Oct. 3, 2011
Awarded to Bruce A. Beutler, Jules A. Hoffmann, and Ralph M. Steinman for their discoveries related to how the immune system is activated to defend against invaders.
Beutler and Hoffmann discovered receptor proteins that can recognize bacteria and other microorganisms and activate innate immunity, the first step in the body's immune response. Steinman discovered the dendritic cells of the immune system and their unique capacity to activate and regulate adaptive immunity, the later stage of the immune response during which microorganisms are cleared from the body, as well as the stage where the immune system develops a "memory" against subsequent infections. Taken together, their insights have shown some of the key activating principles for the stages of immune response, and also mechanisms for disease treatment and prevention.

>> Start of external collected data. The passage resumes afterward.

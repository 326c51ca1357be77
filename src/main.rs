use actix_cors::Cors;
use actix_web::{self, middleware::Logger, web, App, HttpServer};
use std::sync::{Arc, LazyLock};

use crate::modules::{
    film::{repository_memory::FilmRepositoryMemory, service::FilmService},
    friend::{handle::FriendSvc, service::FriendService},
    user::{repository_memory::UserRepositoryMemory, service::UserService},
};

mod api;
mod constants;
mod modules;
#[cfg(test)]
mod test;
mod utils;

pub static ENV: LazyLock<constants::Env> = LazyLock::new(|| {
    dotenvy::dotenv().ok();
    env_logger::init();
    log::info!("Environment variables loaded from .env file");
    constants::Env::default()
});

#[actix_web::get("/")]
async fn health_check() -> &'static str {
    "Server is running"
}

/// Wires the in-memory stores into the services. Every service sees the same
/// stores, so state is shared across workers.
fn build_services() -> (FilmService, UserService, FriendSvc) {
    let film_repo = FilmRepositoryMemory::new();
    let user_repo = UserRepositoryMemory::new();

    let film_service =
        FilmService::with_dependencies(Arc::new(film_repo.clone()), Arc::new(user_repo.clone()));
    let user_service =
        UserService::with_dependencies(Arc::new(user_repo.clone()), Arc::new(film_repo));
    let user_repo = Arc::new(user_repo);
    let friend_service = FriendService::with_dependencies(user_repo.clone(), user_repo);

    (film_service, user_service, friend_service)
}

#[actix_web::main]
async fn main() -> std::io::Result<()> {
    LazyLock::force(&ENV);

    let (film_service, user_service, friend_service) = build_services();
    let film_service = web::Data::new(film_service);
    let user_service = web::Data::new(user_service);
    let friend_service = web::Data::new(friend_service);

    log::info!("Starting server at http://{}:{}", ENV.ip.as_str(), ENV.port);
    HttpServer::new(move || {
        let cors = Cors::default()
            .allowed_origin(ENV.frontend_url.as_str())
            .allowed_methods(vec!["GET", "POST", "PUT", "DELETE"])
            .allow_any_header()
            .supports_credentials();

        App::new()
            .wrap(Logger::default())
            .wrap(cors)
            .app_data(film_service.clone())
            .app_data(user_service.clone())
            .app_data(friend_service.clone())
            .service(health_check)
            .configure(modules::configure)
    })
    .bind((ENV.ip.as_str(), ENV.port))?
    .workers(ENV.workers)
    .run()
    .await
}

The Nobel prize announcement was bittersweet for the family and friends of Ralph Steinman. Steinman died just days before the Nobel committee's announcement that he had won. He succumbed to pancreatic cancer, which he had battled for several years, including using the knowledge gained from his Nobel award-winning research. Steinman was honored at a ceremony at Rockefeller University on Monday. Although the Nobel prize is not typically awarded posthumously, the Nobel committee has announced that Dr. Steinman's selection will stand since the committee did not learn of his death until after it had reached its decision.